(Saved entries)
________________________________________

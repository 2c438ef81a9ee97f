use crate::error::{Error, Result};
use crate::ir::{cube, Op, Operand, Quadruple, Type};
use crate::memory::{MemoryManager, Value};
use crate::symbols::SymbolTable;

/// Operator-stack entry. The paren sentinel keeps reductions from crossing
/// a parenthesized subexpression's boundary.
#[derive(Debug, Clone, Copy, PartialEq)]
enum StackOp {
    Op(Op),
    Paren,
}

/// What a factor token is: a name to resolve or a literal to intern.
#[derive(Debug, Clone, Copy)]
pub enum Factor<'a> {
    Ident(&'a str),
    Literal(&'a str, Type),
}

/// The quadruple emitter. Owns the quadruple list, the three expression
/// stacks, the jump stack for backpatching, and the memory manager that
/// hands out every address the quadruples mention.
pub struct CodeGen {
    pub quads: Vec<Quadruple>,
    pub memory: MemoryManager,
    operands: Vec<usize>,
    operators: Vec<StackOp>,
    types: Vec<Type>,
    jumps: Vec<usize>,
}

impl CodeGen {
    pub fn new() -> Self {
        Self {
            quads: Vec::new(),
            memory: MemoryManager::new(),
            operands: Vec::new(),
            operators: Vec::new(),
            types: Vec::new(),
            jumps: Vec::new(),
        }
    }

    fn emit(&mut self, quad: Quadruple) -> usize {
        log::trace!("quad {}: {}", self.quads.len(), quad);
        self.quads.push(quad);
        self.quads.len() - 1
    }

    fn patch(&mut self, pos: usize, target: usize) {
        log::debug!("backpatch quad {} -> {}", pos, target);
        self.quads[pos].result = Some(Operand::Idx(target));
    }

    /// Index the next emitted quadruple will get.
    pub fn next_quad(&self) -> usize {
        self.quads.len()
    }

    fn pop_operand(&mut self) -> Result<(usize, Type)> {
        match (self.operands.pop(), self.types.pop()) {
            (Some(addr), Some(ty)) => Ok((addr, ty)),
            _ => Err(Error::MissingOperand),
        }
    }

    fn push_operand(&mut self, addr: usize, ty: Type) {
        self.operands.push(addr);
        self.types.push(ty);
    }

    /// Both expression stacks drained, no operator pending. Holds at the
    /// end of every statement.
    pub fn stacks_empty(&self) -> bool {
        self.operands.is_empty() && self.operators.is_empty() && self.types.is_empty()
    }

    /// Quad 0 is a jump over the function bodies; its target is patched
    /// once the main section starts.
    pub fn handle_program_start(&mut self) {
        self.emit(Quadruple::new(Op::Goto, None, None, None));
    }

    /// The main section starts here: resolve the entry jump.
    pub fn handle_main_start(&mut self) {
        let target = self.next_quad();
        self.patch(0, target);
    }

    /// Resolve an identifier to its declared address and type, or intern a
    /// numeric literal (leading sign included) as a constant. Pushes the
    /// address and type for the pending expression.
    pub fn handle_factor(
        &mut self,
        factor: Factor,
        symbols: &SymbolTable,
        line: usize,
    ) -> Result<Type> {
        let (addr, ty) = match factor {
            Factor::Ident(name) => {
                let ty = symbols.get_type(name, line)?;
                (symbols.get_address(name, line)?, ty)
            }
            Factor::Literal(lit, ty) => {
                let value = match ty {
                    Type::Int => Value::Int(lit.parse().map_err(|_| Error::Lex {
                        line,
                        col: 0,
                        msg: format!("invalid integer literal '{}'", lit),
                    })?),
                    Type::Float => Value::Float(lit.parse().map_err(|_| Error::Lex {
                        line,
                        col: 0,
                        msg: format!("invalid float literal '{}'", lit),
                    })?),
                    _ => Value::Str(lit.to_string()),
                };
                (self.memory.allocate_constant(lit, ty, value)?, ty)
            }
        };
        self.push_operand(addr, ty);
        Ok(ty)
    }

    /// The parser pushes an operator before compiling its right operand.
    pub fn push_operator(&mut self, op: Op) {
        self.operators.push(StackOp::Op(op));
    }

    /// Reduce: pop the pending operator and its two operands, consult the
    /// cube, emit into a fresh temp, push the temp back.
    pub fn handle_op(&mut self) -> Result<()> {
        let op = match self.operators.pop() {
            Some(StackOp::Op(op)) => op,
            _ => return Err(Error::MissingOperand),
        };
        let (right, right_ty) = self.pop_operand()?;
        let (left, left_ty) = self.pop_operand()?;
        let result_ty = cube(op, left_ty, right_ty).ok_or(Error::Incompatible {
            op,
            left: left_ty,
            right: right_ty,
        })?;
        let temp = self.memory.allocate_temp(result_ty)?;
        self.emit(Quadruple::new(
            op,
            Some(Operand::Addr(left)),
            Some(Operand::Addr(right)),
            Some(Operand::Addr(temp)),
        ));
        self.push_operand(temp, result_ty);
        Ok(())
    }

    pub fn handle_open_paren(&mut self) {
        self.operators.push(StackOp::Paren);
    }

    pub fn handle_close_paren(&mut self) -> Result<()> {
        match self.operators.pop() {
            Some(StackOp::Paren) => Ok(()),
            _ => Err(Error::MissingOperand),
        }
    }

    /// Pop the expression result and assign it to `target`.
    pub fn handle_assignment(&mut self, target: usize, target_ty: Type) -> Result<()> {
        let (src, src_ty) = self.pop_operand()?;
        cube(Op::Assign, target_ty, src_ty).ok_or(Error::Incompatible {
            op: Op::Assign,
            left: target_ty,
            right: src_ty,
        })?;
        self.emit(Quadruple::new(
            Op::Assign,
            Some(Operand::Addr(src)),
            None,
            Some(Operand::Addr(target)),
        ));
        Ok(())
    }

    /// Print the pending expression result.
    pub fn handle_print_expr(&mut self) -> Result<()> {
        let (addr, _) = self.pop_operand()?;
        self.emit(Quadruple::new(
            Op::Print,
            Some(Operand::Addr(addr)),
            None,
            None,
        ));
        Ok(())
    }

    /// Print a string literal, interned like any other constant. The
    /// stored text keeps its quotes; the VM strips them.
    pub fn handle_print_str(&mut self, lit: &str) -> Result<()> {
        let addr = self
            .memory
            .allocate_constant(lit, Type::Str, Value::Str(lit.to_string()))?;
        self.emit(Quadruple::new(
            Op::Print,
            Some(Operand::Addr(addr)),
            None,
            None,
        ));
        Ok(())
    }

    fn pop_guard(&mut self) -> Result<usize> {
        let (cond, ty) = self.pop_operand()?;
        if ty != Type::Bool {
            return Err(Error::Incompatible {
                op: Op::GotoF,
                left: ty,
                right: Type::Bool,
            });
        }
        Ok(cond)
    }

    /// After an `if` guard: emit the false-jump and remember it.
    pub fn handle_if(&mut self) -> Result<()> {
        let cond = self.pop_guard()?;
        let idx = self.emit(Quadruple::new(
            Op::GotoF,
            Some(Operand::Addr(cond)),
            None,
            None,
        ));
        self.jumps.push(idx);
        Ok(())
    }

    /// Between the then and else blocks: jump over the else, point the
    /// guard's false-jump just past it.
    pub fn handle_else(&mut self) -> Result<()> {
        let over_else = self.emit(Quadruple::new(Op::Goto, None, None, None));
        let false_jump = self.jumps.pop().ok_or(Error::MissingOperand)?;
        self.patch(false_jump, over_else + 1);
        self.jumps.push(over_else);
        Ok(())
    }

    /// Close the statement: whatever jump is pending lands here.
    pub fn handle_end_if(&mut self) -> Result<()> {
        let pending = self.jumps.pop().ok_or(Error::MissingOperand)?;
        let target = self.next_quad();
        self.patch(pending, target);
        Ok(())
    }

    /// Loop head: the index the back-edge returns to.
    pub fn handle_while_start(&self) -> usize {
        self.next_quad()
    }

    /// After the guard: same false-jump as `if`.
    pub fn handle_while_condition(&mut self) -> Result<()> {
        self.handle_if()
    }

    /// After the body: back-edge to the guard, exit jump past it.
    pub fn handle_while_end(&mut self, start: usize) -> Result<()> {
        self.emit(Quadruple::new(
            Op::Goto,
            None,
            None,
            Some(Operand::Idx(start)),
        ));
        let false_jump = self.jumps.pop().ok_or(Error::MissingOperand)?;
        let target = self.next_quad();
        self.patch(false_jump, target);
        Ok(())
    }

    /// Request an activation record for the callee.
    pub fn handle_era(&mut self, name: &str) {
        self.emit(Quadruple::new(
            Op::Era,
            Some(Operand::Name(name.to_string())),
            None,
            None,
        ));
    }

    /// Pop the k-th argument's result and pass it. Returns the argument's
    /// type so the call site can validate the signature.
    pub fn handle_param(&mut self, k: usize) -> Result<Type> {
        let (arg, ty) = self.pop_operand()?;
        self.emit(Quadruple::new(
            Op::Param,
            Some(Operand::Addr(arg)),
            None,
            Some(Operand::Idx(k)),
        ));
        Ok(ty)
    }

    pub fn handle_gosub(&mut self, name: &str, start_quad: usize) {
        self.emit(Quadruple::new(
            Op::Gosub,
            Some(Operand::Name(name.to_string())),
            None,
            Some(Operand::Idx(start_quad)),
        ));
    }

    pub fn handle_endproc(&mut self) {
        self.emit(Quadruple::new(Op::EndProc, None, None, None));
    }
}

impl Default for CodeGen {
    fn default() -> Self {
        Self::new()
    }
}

________________________________________

Line count for the word "impl": tally the lines in the records that include it and give only the result.

2